The strategy detailed below aims to identify genes or protein domains which are under similar evolutionary pressures and thereby indicate conserved functions. The domain-based trees may deviate from gene genealogies but are more likely to reflect the domain functional loads. The resulting trees should be interpreted with reference to the species tree.
Multiple sequence alignments were computed using Muscle except in a few cases like the PGRPs, TOLLs (TIR domains), and SCRAs (SRCR domains), where domains rather than whole genes were required to be aligned, the sequences were aligned to an HMM profile in order to optimise the local alignment of the domain.
Neighbour-Joining (NJ) trees were built from the gapless columns (all gapped columns excluded) of full-sequence alignments (and domain-based alignments where appropriate) using ClustalW.
We used Gblocks to extract confidently aligned regions which show conservation across the family, where all gap positions are excluded as they cannot be properly modelled with respect to amino acid substitutions. A conserved block was required to have a minimum of three conserved (present in more than half of the sequences) and a maximum of 10 non-conserved positions.
Maximum Likelihood (ML) allows for differential substitution rates between lineages and at different sites and is therefore well-suited to the analysis of distantly related sequences. The sequence relationships were estimated in terms of amino acid substitutions using PhyML.
The robustness of the NJ and PhyML trees was estimated by performing bootstrap analysis with 1000 samples. The PhyML trees were built from the non-gapped conserved core of the sequence alignments computed by Gblocks, and attempt to show our best guess at describing the functional relationships in these immune-related gene families. These trees suffer when the conserved core is small and highly conserved, resulting in only a few variable positions and leading to low bootstrap support.
In order to increase the size of the conserved cores, genes which disrupt the alignment with gaps (due to fragmented predictions) were removed. Branch points with low support should be considered as multifurcating points to indicate the uncertainty of the relationships and thereby avoid presenting misleading trees. Reconciliation of gene and species trees can suggest gene duplications and losses which may have occurred to produce a given gene tree, consulting these may help to resolve unclear branch placements.
Gene Model Status Levels:
A) Confirmed with high confidence and expert-refined cDNA supplied.
The protein is confirmed as a member of the gene family, and the refined cDNA is supplied based on any additional evidence including ESTs and other
experimental data that support the refined cDNA. Feedback at this level will be the most comprehensive and therefore the most useful.
B) Confirmed with high confidence, no refinement required.
The protein is confirmed as a member of the gene family with high confidence and there is no additional evidence to suggest that the cDNA requires refinement.

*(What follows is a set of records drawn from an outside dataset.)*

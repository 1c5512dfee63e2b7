use clap::{Args, Parser, Subcommand};
use driftlab_core::{CompressionLevel, RiskProfile};
use std::path::PathBuf;
use std::str::FromStr;

#[derive(Parser, Debug)]
#[command(name = "driftlab")]
#[command(
    author,
    version,
    about = "Compare how drifting and stabilized pipelines treat instruction constraints"
)]
#[command(propagate_version = true)]
pub struct Cli {
    #[command(subcommand)]
    pub command: Commands,
}

#[derive(Subcommand, Debug)]
pub enum Commands {
    /// Run an instruction through both pipelines
    Simulate {
        #[command(flatten)]
        input: InputArgs,

        /// Safety stage sensitivity: normal or high
        #[arg(short, long, value_parser = parse_risk)]
        risk: Option<RiskProfile>,

        /// Memory compression: light or aggressive
        #[arg(short, long, value_parser = parse_compression)]
        compression: Option<CompressionLevel>,

        /// Which pipeline to show: current, stabilized or both
        #[arg(short, long, default_value = "both", value_parser = parse_pipeline)]
        pipeline: PipelineSelection,

        /// Output format: text or json
        #[arg(long, default_value = "text", value_parser = parse_format)]
        format: OutputFormat,

        /// Settings file path
        #[arg(long, env = "DRIFTLAB_CONFIG", default_value = "./driftlab.yaml")]
        config: PathBuf,

        /// Enable verbose logging
        #[arg(short, long)]
        verbose: bool,
    },

    /// Show how each sentence of an instruction is labelled
    Classify {
        #[command(flatten)]
        input: InputArgs,

        /// Output format: text or json
        #[arg(long, default_value = "text", value_parser = parse_format)]
        format: OutputFormat,

        /// Settings file path
        #[arg(long, env = "DRIFTLAB_CONFIG", default_value = "./driftlab.yaml")]
        config: PathBuf,

        /// Enable verbose logging
        #[arg(short, long)]
        verbose: bool,
    },

    /// List the built-in example prompts
    Examples {
        /// Show a single example
        #[arg(long)]
        id: Option<String>,
    },
}

/// Where the instruction comes from; stdin when nothing is given
#[derive(Args, Debug, Clone, Default)]
pub struct InputArgs {
    /// Instruction text
    #[arg(short, long, conflicts_with_all = ["file", "example"])]
    pub text: Option<String>,

    /// Read the instruction from a file
    #[arg(short, long, conflicts_with = "example")]
    pub file: Option<PathBuf>,

    /// Use a built-in example prompt (example1 to example5)
    #[arg(short, long)]
    pub example: Option<String>,
}

/// Pipelines to include in the output
#[derive(Debug, Clone, Copy, PartialEq, Eq, Default)]
pub enum PipelineSelection {
    Current,
    Stabilized,
    #[default]
    Both,
}

impl PipelineSelection {
    pub fn includes_current(&self) -> bool {
        matches!(self, Self::Current | Self::Both)
    }

    pub fn includes_stabilized(&self) -> bool {
        matches!(self, Self::Stabilized | Self::Both)
    }
}

impl FromStr for PipelineSelection {
    type Err = String;

    fn from_str(s: &str) -> Result<Self, Self::Err> {
        match s.to_ascii_lowercase().as_str() {
            "current" => Ok(Self::Current),
            "stabilized" => Ok(Self::Stabilized),
            "both" => Ok(Self::Both),
            other => Err(format!(
                "unknown pipeline '{}': expected current, stabilized or both",
                other
            )),
        }
    }
}

/// Output format
#[derive(Debug, Clone, Copy, PartialEq, Eq, Default)]
pub enum OutputFormat {
    #[default]
    Text,
    Json,
}

impl FromStr for OutputFormat {
    type Err = String;

    fn from_str(s: &str) -> Result<Self, Self::Err> {
        match s.to_ascii_lowercase().as_str() {
            "text" => Ok(Self::Text),
            "json" => Ok(Self::Json),
            other => Err(format!("unknown format '{}': expected text or json", other)),
        }
    }
}

fn parse_risk(s: &str) -> Result<RiskProfile, String> {
    s.parse().map_err(|e: driftlab_core::Error| e.to_string())
}

fn parse_compression(s: &str) -> Result<CompressionLevel, String> {
    s.parse().map_err(|e: driftlab_core::Error| e.to_string())
}

fn parse_pipeline(s: &str) -> Result<PipelineSelection, String> {
    s.parse()
}

fn parse_format(s: &str) -> Result<OutputFormat, String> {
    s.parse()
}
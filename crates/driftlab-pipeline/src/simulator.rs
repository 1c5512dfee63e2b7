//! Entry points tying classification to both pipelines

use driftlab_classifiers::{ClassifiedText, ConstraintClassifier};
use driftlab_core::{
    CompressionLevel, DriftReport, Instruction, Result, RiskProfile, RunConfig, StabilizedReport,
};
use serde::Serialize;
use tracing::info;

use crate::drift::DriftPipeline;
use crate::settings::SimulatorSettings;
use crate::stabilized::StabilizationPipeline;

/// Classifier plus both pipelines, built once and reused
///
/// Holds no mutable state; every run depends only on its arguments.
pub struct Simulator {
    classifier: ConstraintClassifier,
    drift: DriftPipeline,
    stabilized: StabilizationPipeline,
}

/// Both pipelines run over one shared classification
#[derive(Debug, Clone, Serialize)]
pub struct Comparison {
    pub instruction: Instruction,
    pub classification: ClassifiedText,
    pub current: DriftReport,
    pub stabilized: StabilizedReport,
}

impl Simulator {
    /// Build a simulator from settings
    pub fn new(settings: &SimulatorSettings) -> Result<Self> {
        Ok(Self {
            classifier: ConstraintClassifier::new(&settings.classifier)?,
            drift: DriftPipeline::new(settings.drift.clone())?,
            stabilized: StabilizationPipeline::new()?,
        })
    }

    /// Build a simulator with default settings
    pub fn standard() -> Result<Self> {
        Self::new(&SimulatorSettings::default())
    }

    pub fn classifier(&self) -> &ConstraintClassifier {
        &self.classifier
    }

    pub fn drift_pipeline(&self) -> &DriftPipeline {
        &self.drift
    }

    pub fn stabilization_pipeline(&self) -> &StabilizationPipeline {
        &self.stabilized
    }

    /// Segment and classify an instruction
    pub fn classify(&self, instruction: &Instruction) -> ClassifiedText {
        self.classifier.classify(instruction.as_str())
    }

    /// Run the drifting pipeline
    pub fn simulate_current(
        &self,
        instruction: &Instruction,
        risk_profile: RiskProfile,
        compression_level: CompressionLevel,
    ) -> DriftReport {
        let classified = self.classify(instruction);
        self.drift.run(
            instruction,
            &classified,
            RunConfig::new(risk_profile, compression_level),
        )
    }

    /// Run the stabilized pipeline
    pub fn simulate_stabilized(&self, instruction: &Instruction) -> StabilizedReport {
        let classified = self.classify(instruction);
        self.stabilized.run(instruction, &classified)
    }

    /// Run both pipelines from a single classification
    pub fn compare(&self, instruction: &Instruction, config: RunConfig) -> Comparison {
        let classification = self.classify(instruction);
        let current = self.drift.run(instruction, &classification, config);
        let stabilized = self.stabilized.run(instruction, &classification);

        info!(
            risk_profile = %config.risk_profile,
            compression = %config.compression_level,
            sentences = classification.sentences().len(),
            constraints = classification.constraint_count(),
            dropped = current.dropped_constraints.len(),
            truncated = current.truncated,
            "Simulation complete"
        );

        Comparison {
            instruction: instruction.clone(),
            classification,
            current,
            stabilized,
        }
    }
}

#[cfg(test)]
mod tests {
    use super::*;

    #[test]
    fn test_compare_matches_individual_runs() {
        let simulator = Simulator::standard().unwrap();
        let instruction =
            Instruction::new("Summarize the report. Keep headings. Never use emojis.").unwrap();
        let config = RunConfig::new(RiskProfile::High, CompressionLevel::Aggressive);

        let comparison = simulator.compare(&instruction, config);
        assert_eq!(
            comparison.current,
            simulator.simulate_current(&instruction, RiskProfile::High, CompressionLevel::Aggressive)
        );
        assert_eq!(
            comparison.stabilized,
            simulator.simulate_stabilized(&instruction)
        );
        assert_eq!(comparison.classification, simulator.classify(&instruction));
    }

    #[test]
    fn test_custom_settings_flow_through() {
        let settings = SimulatorSettings::from_yaml(
            "classifier:\n  keywords: [\"bullet\"]\ndrift:\n  light_limit: 10\n",
        )
        .unwrap();
        let simulator = Simulator::new(&settings).unwrap();
        let instruction = Instruction::new("Use three bullets. Keep it short.").unwrap();

        let report =
            simulator.simulate_current(&instruction, RiskProfile::Normal, CompressionLevel::Light);
        assert_eq!(report.policy.text, "Keep it short. Use three bullets.");
        assert!(report.truncated);
        assert_eq!(report.memory.text, "Keep it sh … [light truncation]");
    }

    #[test]
    fn test_invalid_settings_fail_construction() {
        let settings = SimulatorSettings::from_yaml("classifier:\n  keywords: []\n").unwrap();
        assert!(Simulator::new(&settings).is_err());
    }

    #[test]
    fn test_simulator_is_shareable() {
        fn assert_send_sync<T: Send + Sync>() {}
        assert_send_sync::<Simulator>();
    }
}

C) Confirmed with uncertainties.
Despite uncertainties regarding the gene model, and a lack of additional evidence upon which to base refinements, the protein is confirmed as a member of the gene family - for example where a family-defining domain is clearly present.
D) Confirmed but truncated (usually at 3' or 5' ends).
The protein may be confirmed as a member of the gene family, however, the family-signature may be truncated and there is a lack of additional evidence upon which to base refinements which could correct such a truncation.
E) Rejected - not a member of the gene family
The protein is not a member of the gene family.
F) Under revision
The gene model is still under revision.
The rules from the Anopheles Immunity Gene Family Analysis were as follows:
1. The names are mnemonic symbols, designed for easy recall. They do not aim to summarize all current information, which in any case is incomplete and subject to errors (orthology, function, chromosomal location).
2. To avoid errors in electronic communication all names consist exclusively of capital letters of the Latin alphabet and Arabic numerals; no punctuation marks, dashes etc. are used.
3. To minimize the length the formal names do not include taxonomic initials. If similarly named genes of two organisms are being compared, taxonomic initials can be added for convenience, but do not constitute part of the name (e.g. AgTEP to be easily distinguished from DmTep).
4. Roman letters and numerals indicate protein, italics indicate gene or RNA.
5. The name is based on sequence similarities and carries no functional implications, which must be determined experimentally.
6. The name consists of two to three contiguous fields, as follows:
- The first field includes three to five letters and is an abbreviation of the highest sequence grouping used, usually a protein family, e.g. CLIP (for Clip-domain serine protease).
- The second field, if present, includes one or more letters identifying a subgroup such as subfamily (e.g. CLIPD), or class (e.g. SCRB).
- The third field enumerates each gene by using consecutive numerals (e.g. SCRB1,… 12).
- Sometimes the third field numeral can be preceded by letter(s) indicating gene types within a subgroup (e.g. SCRBQ1, for a gene belonging to the SCRB Class, and to the croquemort type).
- For historical reasons, in certain families, the third field can also enumerate by letters rather than numerals (e.g. PGRPLA, for gene A of the Long subfamily in the PGRP family).
7. It is recommended that names previously used in the literature or in database submissions be gradually replaced by systematic names, following consultation with the original author. Historical names or names that may be developed eventually to indicate experimentally verified function or orthology can be used as synonyms.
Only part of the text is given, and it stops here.